An answer to complicated service management
Implementing a Change Advisory Board is one strategic key to enhancing an infrastructure change process. The CAB process provides a step-by-step predictable process that guides vendors from start to end, beginning with the submission of a change request, through the advisory review process, and ending with the implementation impact review.
A well-defined and prominently published CAB process makes it easy for all stakeholders to follow the review process and adhere to their CAB roles. An established CAB process also provides a regular, transparent forum to document advisory decisions and recommendations that can ultimately be utilized for service management system improvement.
Continuous improvement practices are involved in the review and closure phase of the CAB change process – through RCA and reporting upon incidents; and regular review of CAB activities and approvals, in one concise report, to the c-suite managers. This continuous improvement process serves as an opportunity to both mitigate possible risks and provides a forum for innovation.
The CAB structure and stakeholder roles
Stakeholders to review the requests for change and a Change Manager to oversee the entire process are necessary roles to ensure the CAB process occurs. These stakeholders could be development/integration/automation engineers, on-the-ground operations managers, business managers, documentation specialists, vendor representatives, or anyone with specialized knowledge of the requests being reviewed.
CABs tend to meet at least monthly and follow a standard agenda that includes both old and new requests for change. Advisory decisions are documented by the Change Manager and the reports produced are reviewed by all stakeholders including company management.
Vendors also play an essential role in the CAB process, as they prepare and submit their requests for change, and provide the background information necessary for the CAB reviews to occur. Requests that are easy to understand and well-prepared are usually easier for the CAB to understand without additional questions (and therefore, additional time needed for approval).
A new CAB implementation
In light of these best practices surrounding CABs, EIT Consulting has established ABM’s first Change Advisory Board to improve the management of the LAWA infrastructure’s requested service changes by the many vendors they partner with at the Los Angeles airport parking complex.
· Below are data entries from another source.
//! Form execution service (PRD-12).
//!
//! Drives one run of a published version: start, per-task response
//! recording (upsert), explicit completion, and the auto-complete path when
//! the last task is answered. Both completion paths share the required-task
//! predicate in `plantops_core::execution`.

use std::collections::HashSet;

use plantops_core::execution::{
    all_tasks_completed, missing_required_task_ids, state_machine, validate_response,
    ResponsePayload,
};
use plantops_core::form::FormSnapshot;
use plantops_core::types::DbId;
use plantops_db::models::form_execution::{
    CreateFormExecution, FormExecution, RecordTaskResponse, TaskResponse,
};
use plantops_db::models::status::FormExecutionStatus;
use plantops_db::repositories::{FormExecutionRepo, FormVersionRepo};
use plantops_events::bus::{
    EVENT_EXECUTION_CANCELLED, EVENT_EXECUTION_COMPLETED, EVENT_EXECUTION_STARTED,
};
use plantops_events::{EventBus, PlatformEvent};
use serde_json::json;
use sqlx::PgPool;

use crate::error::{EngineError, EngineResult};

/// Result of recording a response.
#[derive(Debug)]
pub struct ResponseRecorded {
    pub response: TaskResponse,
    /// Recording the last open task auto-completes the execution.
    pub auto_completed: bool,
}

/// Create a pending execution of a published version.
///
/// The execution takes its own denormalized copy of the version snapshot so
/// responses stay correlated even if the form later moves on. Deactivated
/// versions cannot start new executions.
pub async fn create_execution(
    pool: &PgPool,
    form_version_id: DbId,
    work_order_id: Option<DbId>,
) -> EngineResult<FormExecution> {
    let version = FormVersionRepo::find_by_id(pool, form_version_id)
        .await?
        .ok_or_else(|| EngineError::not_found("form_version", form_version_id))?;
    if !version.is_active {
        return Err(EngineError::state_conflict(format!(
            "Form version {form_version_id} is deactivated"
        )));
    }

    Ok(FormExecutionRepo::create(
        pool,
        &CreateFormExecution {
            form_version_id,
            work_order_id,
            form_snapshot: version.snapshot,
        },
    )
    .await?)
}

/// Start a pending execution.
pub async fn start(
    pool: &PgPool,
    bus: &EventBus,
    execution_id: DbId,
    actor: Option<DbId>,
) -> EngineResult<FormExecution> {
    let execution = load(pool, execution_id).await?;
    state_machine::validate_transition(execution.status_id, FormExecutionStatus::InProgress.id())
        .map_err(EngineError::state_conflict)?;

    let updated = FormExecutionRepo::transition(
        pool,
        execution_id,
        execution.status_id,
        FormExecutionStatus::InProgress.id(),
        actor,
    )
    .await?
    .ok_or_else(|| concurrent_change(execution_id, execution.status_id))?;

    publish_transition(bus, EVENT_EXECUTION_STARTED, &execution, &updated, actor);
    Ok(updated)
}

/// Record (or re-record) a response against a task in the execution's
/// frozen snapshot.
///
/// The execution must be in progress. The payload is validated against the
/// snapshot task's type; an out-of-range measurement is stored with the
/// `outside_range` flag rather than rejected. When every task in the
/// snapshot has a completed response afterwards, the execution completes
/// implicitly through the same required-task check as explicit completion.
pub async fn record_response(
    pool: &PgPool,
    bus: &EventBus,
    execution_id: DbId,
    task_snapshot_id: DbId,
    payload: &ResponsePayload,
    actor: Option<DbId>,
) -> EngineResult<ResponseRecorded> {
    let execution = load(pool, execution_id).await?;
    if execution.status_id != FormExecutionStatus::InProgress.id() {
        return Err(EngineError::state_conflict(format!(
            "Execution {execution_id} is {}, responses require InProgress",
            state_machine::status_name(execution.status_id)
        )));
    }

    let snapshot = parse_snapshot(&execution)?;
    let task = snapshot
        .task(task_snapshot_id)
        .ok_or_else(|| EngineError::not_found("task_snapshot", task_snapshot_id))?;

    let check = validate_response(task, payload).map_err(EngineError::validation)?;
    if check.outside_range {
        tracing::warn!(
            execution_id,
            task_snapshot_id,
            "Measurement response outside configured range"
        );
    }

    let payload_json = serde_json::to_value(payload)
        .map_err(|e| EngineError::validation(format!("Payload serialization failed: {e}")))?;
    let response = FormExecutionRepo::upsert_response(
        pool,
        &RecordTaskResponse {
            form_execution_id: execution_id,
            task_snapshot_id,
            payload: payload_json,
            outside_range: check.outside_range,
            responded_by: actor,
        },
    )
    .await?;

    // Upload responses keep their paths as attachment rows too; re-recording
    // replaces the set.
    if let ResponsePayload::Attachments { paths } = payload {
        FormExecutionRepo::replace_attachments(pool, response.id, paths).await?;
    }

    // Implicit completion: every snapshot task answered, and the shared
    // required-task predicate agrees.
    let completed: HashSet<DbId> = FormExecutionRepo::completed_task_ids(pool, execution_id)
        .await?
        .into_iter()
        .collect();
    let mut auto_completed = false;
    if all_tasks_completed(&snapshot, &completed)
        && missing_required_task_ids(&snapshot, &completed).is_empty()
    {
        let updated = FormExecutionRepo::transition(
            pool,
            execution_id,
            FormExecutionStatus::InProgress.id(),
            FormExecutionStatus::Completed.id(),
            actor,
        )
        .await?;
        if let Some(updated) = updated {
            publish_transition(bus, EVENT_EXECUTION_COMPLETED, &execution, &updated, actor);
            auto_completed = true;
        }
    }

    Ok(ResponseRecorded {
        response,
        auto_completed,
    })
}

/// Explicitly complete an in-progress execution.
///
/// Fails when required tasks are still unanswered, returning the missing
/// snapshot task ids so the caller can present them.
pub async fn complete(
    pool: &PgPool,
    bus: &EventBus,
    execution_id: DbId,
    actor: Option<DbId>,
) -> EngineResult<FormExecution> {
    let execution = load(pool, execution_id).await?;
    state_machine::validate_transition(execution.status_id, FormExecutionStatus::Completed.id())
        .map_err(EngineError::state_conflict)?;

    let snapshot = parse_snapshot(&execution)?;
    let completed: HashSet<DbId> = FormExecutionRepo::completed_task_ids(pool, execution_id)
        .await?
        .into_iter()
        .collect();
    let missing = missing_required_task_ids(&snapshot, &completed);
    if !missing.is_empty() {
        return Err(EngineError::MissingRequiredTasks {
            execution_id,
            missing,
        });
    }

    let updated = FormExecutionRepo::transition(
        pool,
        execution_id,
        execution.status_id,
        FormExecutionStatus::Completed.id(),
        actor,
    )
    .await?
    .ok_or_else(|| concurrent_change(execution_id, execution.status_id))?;

    publish_transition(bus, EVENT_EXECUTION_COMPLETED, &execution, &updated, actor);
    Ok(updated)
}

/// Cancel a pending or in-progress execution.
pub async fn cancel(
    pool: &PgPool,
    bus: &EventBus,
    execution_id: DbId,
    actor: Option<DbId>,
) -> EngineResult<FormExecution> {
    let execution = load(pool, execution_id).await?;
    state_machine::validate_transition(execution.status_id, FormExecutionStatus::Cancelled.id())
        .map_err(EngineError::state_conflict)?;

    let updated = FormExecutionRepo::transition(
        pool,
        execution_id,
        execution.status_id,
        FormExecutionStatus::Cancelled.id(),
        actor,
    )
    .await?
    .ok_or_else(|| concurrent_change(execution_id, execution.status_id))?;

    publish_transition(bus, EVENT_EXECUTION_CANCELLED, &execution, &updated, actor);
    Ok(updated)
}

// ---------------------------------------------------------------------------
// Helpers
// ---------------------------------------------------------------------------

async fn load(pool: &PgPool, execution_id: DbId) -> EngineResult<FormExecution> {
    FormExecutionRepo::find_by_id(pool, execution_id)
        .await?
        .ok_or_else(|| EngineError::not_found("form_execution", execution_id))
}

fn parse_snapshot(execution: &FormExecution) -> EngineResult<FormSnapshot> {
    serde_json::from_value(execution.form_snapshot.clone()).map_err(|e| {
        EngineError::Core(plantops_core::error::CoreError::Internal(format!(
            "Execution {} has a corrupt form snapshot: {e}",
            execution.id
        )))
    })
}

fn concurrent_change(execution_id: DbId, expected: i16) -> EngineError {
    EngineError::state_conflict(format!(
        "Execution {execution_id} is no longer in status {}",
        state_machine::status_name(expected)
    ))
}

fn publish_transition(
    bus: &EventBus,
    event_type: &str,
    before: &FormExecution,
    after: &FormExecution,
    actor: Option<DbId>,
) {
    let mut event = PlatformEvent::new(event_type)
        .with_subject("form_execution", after.id)
        .with_transition(
            state_machine::status_name(before.status_id),
            state_machine::status_name(after.status_id),
        )
        .with_payload(json!({ "form_version_id": after.form_version_id }));
    if let Some(actor) = actor {
        event = event.with_actor(actor);
    }
    bus.publish(event);
}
As a brand new CAB implementation, EIT has started from the ground floor to build a customized process for the effective management of vendor changes for this large system. This customized process includes templates for the CAB meeting agendas, a well-vetted online request for change form, and a monthly reporting structure that will empower ABM management to make more accurate service management decisions.
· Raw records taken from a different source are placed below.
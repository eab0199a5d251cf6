//! Integration tests for the asset/routine/work-order repositories.
//!
//! Exercises the repository layer against a real database:
//! - Runtime measurement ordering by reading timestamp
//! - The open-order dedup query behind generation
//! - Compare-and-set status transitions
//! - Routine soft-delete guard while work orders reference it

use plantops_core::runtime::{runtime_delta_since, MeasurementView};
use plantops_core::work_order::WorkOrderSource;
use plantops_db::models::asset::CreateAsset;
use plantops_db::models::routine::CreateRoutine;
use plantops_db::models::runtime_measurement::CreateRuntimeMeasurement;
use plantops_db::models::status::WorkOrderStatus;
use plantops_db::models::work_order::CreateWorkOrder;
use plantops_db::repositories::{
    AssetRepo, RoutineRepo, RuntimeMeasurementRepo, WorkOrderRepo,
};
use sqlx::PgPool;

// ---------------------------------------------------------------------------
// Helpers
// ---------------------------------------------------------------------------

fn new_asset(code: &str) -> CreateAsset {
    CreateAsset {
        name: format!("Pump {code}"),
        code: code.to_string(),
        plant: "north".to_string(),
        area: Some("compressors".to_string()),
        sector: None,
        is_active: None,
    }
}

fn new_routine(asset_id: i64, name: &str) -> CreateRoutine {
    CreateRoutine {
        asset_id,
        name: name.to_string(),
        trigger_type: "runtime_hours".to_string(),
        trigger_runtime_hours: Some(500.0),
        trigger_calendar_days: None,
        advance_window: 50.0,
        execution_mode: Some("automatic".to_string()),
        is_active: None,
        auto_approve_work_orders: None,
        default_priority: None,
        discipline: "maintenance".to_string(),
        category: "preventive".to_string(),
        work_order_type_id: None,
        form_id: None,
    }
}

fn new_work_order(asset_id: i64, routine_id: i64) -> CreateWorkOrder {
    CreateWorkOrder {
        asset_id,
        source: WorkOrderSource::Routine { routine_id },
        work_order_type_id: None,
        status_id: None,
        priority: None,
        discipline: "maintenance".to_string(),
        category: "preventive".to_string(),
        title: "500h service".to_string(),
        description: None,
        form_snapshot: None,
        requested_by: None,
    }
}

fn measurement(asset_id: i64, hours: f64, offset_days: i64) -> CreateRuntimeMeasurement {
    CreateRuntimeMeasurement {
        asset_id,
        reported_hours: hours,
        measured_at: chrono::Utc::now() - chrono::Duration::days(offset_days),
        source: Some("test".to_string()),
        recorded_by: None,
    }
}

async fn transition(
    pool: &PgPool,
    id: i64,
    from: WorkOrderStatus,
    to: WorkOrderStatus,
) -> Option<plantops_db::models::work_order::WorkOrder> {
    let mut tx = pool.begin().await.unwrap();
    let result = WorkOrderRepo::transition(&mut tx, id, from.id(), to.id(), Some(1))
        .await
        .unwrap();
    tx.commit().await.unwrap();
    result
}

// ---------------------------------------------------------------------------
// Runtime measurements
// ---------------------------------------------------------------------------

#[sqlx::test(migrations = "../../db/migrations")]
async fn current_runtime_follows_reading_timestamp(pool: PgPool) {
    let asset = AssetRepo::create(&pool, &new_asset("PMP-001")).await.unwrap();

    // Insert out of chronological order; the newest reading must win.
    RuntimeMeasurementRepo::create(&pool, &measurement(asset.id, 900.0, 1))
        .await
        .unwrap();
    RuntimeMeasurementRepo::create(&pool, &measurement(asset.id, 500.0, 10))
        .await
        .unwrap();

    let current = RuntimeMeasurementRepo::current_runtime_hours(&pool, asset.id)
        .await
        .unwrap();
    assert_eq!(current, Some(900.0));

    let latest = RuntimeMeasurementRepo::latest_for_asset(&pool, asset.id)
        .await
        .unwrap()
        .unwrap();
    assert_eq!(latest.reported_hours, 900.0);
}

#[sqlx::test(migrations = "../../db/migrations")]
async fn asset_without_measurements_has_no_runtime(pool: PgPool) {
    let asset = AssetRepo::create(&pool, &new_asset("PMP-002")).await.unwrap();
    let current = RuntimeMeasurementRepo::current_runtime_hours(&pool, asset.id)
        .await
        .unwrap();
    assert_eq!(current, None);
}

#[sqlx::test(migrations = "../../db/migrations")]
async fn negative_hours_rejected_by_check_constraint(pool: PgPool) {
    let asset = AssetRepo::create(&pool, &new_asset("PMP-003")).await.unwrap();
    let result = RuntimeMeasurementRepo::create(&pool, &measurement(asset.id, -5.0, 0)).await;
    assert!(result.is_err());
}

#[sqlx::test(migrations = "../../db/migrations")]
async fn runtime_delta_computed_over_listed_history(pool: PgPool) {
    let asset = AssetRepo::create(&pool, &new_asset("PMP-004")).await.unwrap();
    for (hours, offset_days) in [(100.0, 20), (250.0, 10), (400.0, 1)] {
        RuntimeMeasurementRepo::create(&pool, &measurement(asset.id, hours, offset_days))
            .await
            .unwrap();
    }

    let cutoff = chrono::Utc::now() - chrono::Duration::days(15);
    let recent = RuntimeMeasurementRepo::list_since(&pool, asset.id, cutoff)
        .await
        .unwrap();
    assert_eq!(recent.len(), 2);

    // Full history feeds the pure delta math.
    let views: Vec<MeasurementView> = RuntimeMeasurementRepo::list_for_asset(&pool, asset.id, 100, 0)
        .await
        .unwrap()
        .iter()
        .map(|m| MeasurementView {
            reported_hours: m.reported_hours,
            measured_at: m.measured_at,
        })
        .collect();
    assert_eq!(runtime_delta_since(&views, cutoff), Some(300.0));
}

// ---------------------------------------------------------------------------
// Open-order dedup query
// ---------------------------------------------------------------------------

#[sqlx::test(migrations = "../../db/migrations")]
async fn open_order_found_until_terminal(pool: PgPool) {
    let asset = AssetRepo::create(&pool, &new_asset("PMP-010")).await.unwrap();
    let routine = RoutineRepo::create(&pool, &new_routine(asset.id, "500h service"))
        .await
        .unwrap();

    assert!(WorkOrderRepo::find_open_for_routine(&pool, routine.id)
        .await
        .unwrap()
        .is_none());

    let order = WorkOrderRepo::create(&pool, &new_work_order(asset.id, routine.id))
        .await
        .unwrap();
    assert_eq!(order.status_id, WorkOrderStatus::Requested.id());

    // Requested, approved, and executing all count as open.
    assert!(WorkOrderRepo::find_open_for_routine(&pool, routine.id)
        .await
        .unwrap()
        .is_some());
    transition(&pool, order.id, WorkOrderStatus::Requested, WorkOrderStatus::Approved)
        .await
        .unwrap();
    transition(&pool, order.id, WorkOrderStatus::Approved, WorkOrderStatus::Executing)
        .await
        .unwrap();
    assert!(WorkOrderRepo::find_open_for_routine(&pool, routine.id)
        .await
        .unwrap()
        .is_some());

    // Completed no longer blocks the next cycle.
    transition(&pool, order.id, WorkOrderStatus::Executing, WorkOrderStatus::Completed)
        .await
        .unwrap();
    assert!(WorkOrderRepo::find_open_for_routine(&pool, routine.id)
        .await
        .unwrap()
        .is_none());
}

#[sqlx::test(migrations = "../../db/migrations")]
async fn manual_orders_do_not_block_routine_generation(pool: PgPool) {
    let asset = AssetRepo::create(&pool, &new_asset("PMP-011")).await.unwrap();
    let routine = RoutineRepo::create(&pool, &new_routine(asset.id, "500h service"))
        .await
        .unwrap();

    let mut input = new_work_order(asset.id, routine.id);
    input.source = WorkOrderSource::Manual { requested_by: 1 };
    WorkOrderRepo::create(&pool, &input).await.unwrap();

    assert!(WorkOrderRepo::find_open_for_routine(&pool, routine.id)
        .await
        .unwrap()
        .is_none());
}

// ---------------------------------------------------------------------------
// Compare-and-set transitions
// ---------------------------------------------------------------------------

#[sqlx::test(migrations = "../../db/migrations")]
async fn transition_stamps_lifecycle_columns(pool: PgPool) {
    let asset = AssetRepo::create(&pool, &new_asset("PMP-020")).await.unwrap();
    let routine = RoutineRepo::create(&pool, &new_routine(asset.id, "500h service"))
        .await
        .unwrap();
    let order = WorkOrderRepo::create(&pool, &new_work_order(asset.id, routine.id))
        .await
        .unwrap();

    let approved = transition(&pool, order.id, WorkOrderStatus::Requested, WorkOrderStatus::Approved)
        .await
        .unwrap();
    assert_eq!(approved.status_id, WorkOrderStatus::Approved.id());
    assert_eq!(approved.approved_by, Some(1));
    assert!(approved.approved_at.is_some());
    assert!(approved.executed_at.is_none());
}

#[sqlx::test(migrations = "../../db/migrations")]
async fn stale_expected_status_does_not_mutate(pool: PgPool) {
    let asset = AssetRepo::create(&pool, &new_asset("PMP-021")).await.unwrap();
    let routine = RoutineRepo::create(&pool, &new_routine(asset.id, "500h service"))
        .await
        .unwrap();
    let order = WorkOrderRepo::create(&pool, &new_work_order(asset.id, routine.id))
        .await
        .unwrap();

    // The row is Requested; claiming it is Executing must not change it.
    let result = transition(&pool, order.id, WorkOrderStatus::Executing, WorkOrderStatus::Completed).await;
    assert!(result.is_none());

    let unchanged = WorkOrderRepo::find_by_id(&pool, order.id).await.unwrap().unwrap();
    assert_eq!(unchanged.status_id, WorkOrderStatus::Requested.id());
    assert!(unchanged.completed_at.is_none());
}

// ---------------------------------------------------------------------------
// Routine soft-delete guard
// ---------------------------------------------------------------------------

#[sqlx::test(migrations = "../../db/migrations")]
async fn routine_with_work_orders_cannot_be_deleted(pool: PgPool) {
    let asset = AssetRepo::create(&pool, &new_asset("PMP-030")).await.unwrap();
    let routine = RoutineRepo::create(&pool, &new_routine(asset.id, "500h service"))
        .await
        .unwrap();
    WorkOrderRepo::create(&pool, &new_work_order(asset.id, routine.id))
        .await
        .unwrap();

    assert!(!RoutineRepo::soft_delete(&pool, routine.id).await.unwrap());
    assert!(RoutineRepo::find_by_id(&pool, routine.id).await.unwrap().is_some());
}

#[sqlx::test(migrations = "../../db/migrations")]
async fn routine_without_work_orders_deletes(pool: PgPool) {
    let asset = AssetRepo::create(&pool, &new_asset("PMP-031")).await.unwrap();
    let routine = RoutineRepo::create(&pool, &new_routine(asset.id, "500h service"))
        .await
        .unwrap();

    assert!(RoutineRepo::soft_delete(&pool, routine.id).await.unwrap());
    assert!(RoutineRepo::find_by_id(&pool, routine.id).await.unwrap().is_none());
}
Below are examples of the monthly reports that will be generated for the documentation of the KPIs:
Table 1: Change metrics per month
Table 2: Change metrics per vendor
Change Summary- Dashboard
KPI Considerations by Type and Category
Essential to the CAB process and effective SLA contract management is the defining of clear, measurable key performance indicators (KPIs).
Recommended KPIs for an implementation similar to the above case study example might include:
- Number of changes addressed by CAB
- Number of CAB meetings
- Time for change approval/rejection
- Change acceptance rate
- Number of emergency changes
- Percentage of emergency changes
- Percentage of failed changes
- Average time to close a change
- Number of incidents created by vendor
- Financial ramifications per vendor
Failed implementations are not always the fault of the vendor – but a managed change process surrounding any infrastructure change will ensure greater accountability and fewer overall failed or downtime-incident-causing changes. Simply the process of reviewing the change requests by multiple stakeholders creates a platform for further improvement, an alignment of goals between teams, an increase of regulatory and contract compliance, and fosters an opportunity to enhance the ultimate bottom line: customer experience.